Воспользовавшись секундным замешательством, она его подрезала и уже вырвалась на другую полосу. Впрочем, ненадолго – чрез минут десять не выдержав прессинга, сделав пару вынужденных и крайне непредусмотрительных поворотов – она почти всегда проигрывала ему в длинные шахматы, – Катерина оказалась запертой в тупике одной из улочек, а развернувшись – перед чёрным автомобилем, преградившим ей путь. Элайджа даже не стал опускать окно, просто посигналил фарами и поехал домой. Тёмно-серый «Ягуар» пристроился в хвосте.

– Привет.

– Здравствуй.

Кетрин обхватила Элайджу за талию, оказываясь в распахнутых объятиях и замерла.

– Так ты, правда, случайно в городе или меня встречала?

– Нет, – она состроила гримаску, потерлась щекой о плечо мужчины. – Вернулась с очередного интервью и решила встретить.

– Ну, и как прошло? Или сопли для домохозяек?

Вопросы сейчас были ни к чему, но Кет давно знала: в эти минуты он был далек от сексуальной страсти, Элайджей овладевала горячка другая – после разлуки по их присутствию физическому и внутреннему рядом друг с другом. Ему требовалось время смирить себя, отложить не предназначенное для третьих глаз на потом, поэтому вопросы были всегда: бытовые, никчемные, которые можно слушать в пол уха. Она всегда отвечала, одновременно снимая напряжение легкими прикосновениями к плечам и шее.

– Последнее. Ужасно докучливая дама, но без них не было бы денег. Кстати, девочки вчера залезли на дерево и метали дротики.

– В кого метали? В соседей?

– Ага, в жареную курицу.

– Ты слишком сурова к Клариссе и её автозагару.

– Не в Клариссу, а в настоящую. Вот, ты смеёшься, а миссис Лейн её три часа до этого готовила...

– Дадим ей премию за вредность.
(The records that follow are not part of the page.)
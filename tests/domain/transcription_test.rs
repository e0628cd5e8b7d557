use bytes::Bytes;

use speakwise::domain::{AudioUpload, DomainError, MAX_UPLOAD_BYTES, TranscriptionOptions};

#[test]
fn given_upload_exactly_at_limit_when_constructing_then_accepts() {
    let upload = AudioUpload::new(Bytes::from(vec![0u8; MAX_UPLOAD_BYTES]), None, None).unwrap();

    assert_eq!(upload.len(), 25 * 1024 * 1024);
}

#[test]
fn given_upload_one_byte_over_limit_when_constructing_then_rejects() {
    let result = AudioUpload::new(Bytes::from(vec![0u8; MAX_UPLOAD_BYTES + 1]), None, None);

    assert!(matches!(
        result,
        Err(DomainError::UploadTooLarge {
            actual,
            limit: MAX_UPLOAD_BYTES,
        }) if actual == MAX_UPLOAD_BYTES + 1
    ));
}

#[test]
fn given_empty_upload_when_constructing_then_rejects() {
    let result = AudioUpload::new(Bytes::new(), Some("empty.mp3".to_string()), None);

    assert!(matches!(result, Err(DomainError::EmptyUpload)));
}

#[test]
fn given_upload_without_metadata_when_reading_then_falls_back_to_generic_names() {
    let upload = AudioUpload::new(Bytes::from_static(b"abc"), None, None).unwrap();

    assert_eq!(upload.file_name(), "audio");
    assert_eq!(upload.content_type(), "application/octet-stream");
}

#[test]
fn given_default_options_then_match_documented_defaults() {
    let options = TranscriptionOptions::default();

    assert_eq!(options.model_id(), "scribe_v1");
    assert_eq!(options.language_code(), Some("eng"));
    assert!(options.diarize);
    assert!(options.tag_audio_events);
}

#[test]
fn given_blank_language_code_when_building_options_then_maps_to_provider_default() {
    let options =
        TranscriptionOptions::new("scribe_v1", Some("  ".to_string()), true, false).unwrap();

    assert_eq!(options.language_code(), None);
    assert!(!options.tag_audio_events);
}

#[test]
fn given_blank_model_id_when_building_options_then_fails() {
    let result = TranscriptionOptions::new(" ", None, true, true);

    assert_eq!(result, Err(DomainError::EmptyField("model_id")));
}
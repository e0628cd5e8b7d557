use async_trait::async_trait;

/// A text-generation provider that answers in strict JSON mode.
#[async_trait]
pub trait LlmClient: Send + Sync {
    /// Sends a system/user instruction pair and returns the raw completion
    /// text, which the provider guarantees to be a JSON document.
    async fn complete(
        &self,
        system_prompt: &str,
        user_prompt: &str,
    ) -> Result<String, LlmClientError>;
}

#[derive(Debug, thiserror::Error)]
pub enum LlmClientError {
    #[error("missing credentials: {0}")]
    MissingCredentials(&'static str),
    #[error("api request failed: {0}")]
    ApiRequestFailed(String),
    #[error("rate limited")]
    RateLimited,
    #[error("invalid response: {0}")]
    InvalidResponse(String),
}
use speakwise::application::services::{build_user_prompt, system_prompt};
use speakwise::domain::{
    Context, PitchAnalysisRequest, PitchTranscript, PracticeAttempt, ScoreDimension, SessionInfo,
};

fn request(
    transcript: &str,
    context: Option<Context>,
    session_info: Option<SessionInfo>,
) -> PitchAnalysisRequest {
    PitchAnalysisRequest::new(PitchTranscript::new(transcript).unwrap(), context, session_info)
}

fn block<'a>(prompt: &'a str, header: &str) -> Vec<&'a str> {
    prompt
        .lines()
        .skip_while(|line| *line != header)
        .skip(1)
        .take_while(|line| !line.is_empty())
        .collect()
}

#[test]
fn given_transcript_only_when_building_user_prompt_then_renders_exact_text() {
    let prompt = build_user_prompt(&request("Hi, we built an app.", None, None));

    assert_eq!(
        prompt,
        "Analyze this pitch and provide comprehensive feedback following the exact structure required.\n\
         \n\
         PITCH TRANSCRIPT:\n\
         Hi, we built an app.\n\
         \n\
         Provide your analysis in the exact JSON format specified."
    );
}

#[test]
fn given_audience_and_duration_when_building_user_prompt_then_context_has_exactly_two_lines() {
    let context = Context {
        audience: Some("investors".to_string()),
        duration: Some("30 seconds".to_string()),
        ..Context::default()
    };

    let prompt = build_user_prompt(&request("Hi, we built an app.", Some(context), None));

    assert_eq!(
        block(&prompt, "CONTEXT:"),
        vec!["- Audience: investors", "- Duration: 30 seconds"]
    );
    assert!(!prompt.contains("SESSION INFO:"));
}

#[test]
fn given_full_context_when_building_user_prompt_then_lines_follow_fixed_order() {
    let context = Context {
        notes_from_user: Some("nervous".to_string()),
        constraints: Some("no jargon".to_string()),
        tone_style: Some("friendly".to_string()),
        english_level: Some("B2".to_string()),
        scenario: Some("demo day".to_string()),
        duration: Some("1 minute".to_string()),
        goal: Some("raise seed".to_string()),
        audience: Some("VCs".to_string()),
    };

    let prompt = build_user_prompt(&request("Pitch", Some(context), None));

    assert_eq!(
        block(&prompt, "CONTEXT:"),
        vec![
            "- Audience: VCs",
            "- Goal: raise seed",
            "- Duration: 1 minute",
            "- Scenario: demo day",
            "- English Level: B2",
            "- Tone/Style: friendly",
            "- Constraints: no jargon",
            "- Notes from User: nervous",
        ]
    );
}

#[test]
fn given_empty_context_object_when_building_user_prompt_then_header_has_no_lines() {
    let prompt = build_user_prompt(&request("Pitch", Some(Context::default()), None));

    assert!(prompt.contains("CONTEXT:\n\n"));
    assert!(block(&prompt, "CONTEXT:").is_empty());
}

#[test]
fn given_session_with_deploy_request_when_building_user_prompt_then_renders_marker_line() {
    let session = SessionInfo {
        practice_attempt: Some(PracticeAttempt::new(3).unwrap()),
        wants_deploy_suggestions: true,
    };

    let prompt = build_user_prompt(&request("Pitch", None, Some(session)));

    assert_eq!(
        block(&prompt, "SESSION INFO:"),
        vec!["- Practice Attempt: 3", "- Wants Deploy Suggestions: true"]
    );
    assert!(!prompt.contains("CONTEXT:"));
}

#[test]
fn given_session_without_deploy_request_when_building_user_prompt_then_omits_marker_line() {
    let prompt = build_user_prompt(&request("Pitch", None, Some(SessionInfo::default())));

    assert_eq!(block(&prompt, "SESSION INFO:"), vec!["- Practice Attempt: 1"]);
    assert!(!prompt.contains("Wants Deploy Suggestions"));
}

#[test]
fn given_context_and_session_when_building_user_prompt_then_context_precedes_session() {
    let context = Context {
        goal: Some("hire".to_string()),
        ..Context::default()
    };

    let prompt = build_user_prompt(&request("Pitch", Some(context), Some(SessionInfo::default())));

    let context_at = prompt.find("CONTEXT:").unwrap();
    let session_at = prompt.find("SESSION INFO:").unwrap();
    assert!(context_at < session_at);
    assert!(prompt.ends_with("Provide your analysis in the exact JSON format specified."));
}

#[test]
fn given_identical_requests_when_building_user_prompt_then_output_is_byte_identical() {
    let make = || {
        request(
            "Same pitch",
            Some(Context {
                audience: Some("students".to_string()),
                tone_style: Some("calm".to_string()),
                ..Context::default()
            }),
            Some(SessionInfo::default()),
        )
    };

    assert_eq!(build_user_prompt(&make()), build_user_prompt(&make()));
}

#[test]
fn given_system_prompt_then_lists_every_score_dimension_once() {
    let prompt = system_prompt();

    for dimension in ScoreDimension::ALL {
        let key = format!("\"{}\": {{\"value\": 0-10", dimension.key());
        assert_eq!(prompt.matches(&key).count(), 1, "dimension {}", dimension);
    }
    assert!(!prompt.contains("{score_fields}"));
    assert!(prompt.contains("(estimate from word choice and style only)"));
}

#[test]
fn given_repeated_calls_then_system_prompt_is_the_same_static_text() {
    assert!(std::ptr::eq(system_prompt(), system_prompt()));
    assert!(system_prompt().starts_with("You are \"SpeakWise Real\""));
}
А как он? – голос Элайджи стал бархатным, рука легла на круглый живот женщины и погладила. – И ты?

– Отлично.

У них получилась семья, которую не назвать классически домашней, порождавшая немало сплетен со стороны чужих и недоумение у родных и друзей – занятия, требовавшие огромного личного пространства и отлаженных графиков, сделали так, что практически вся их жизнь на работе проходила автономно друг от друга, вечерние разговоры за обедом посвящались дочерям и их интересам, и наедине они оставались только в постели. Но обязательно раз в неделю был день, который он выкраивал специально для жены в любой ситуации – тогда они уезжали туда, где их нельзя было побеспокоить, отключали все средства связи и разговаривали обо всём на свете.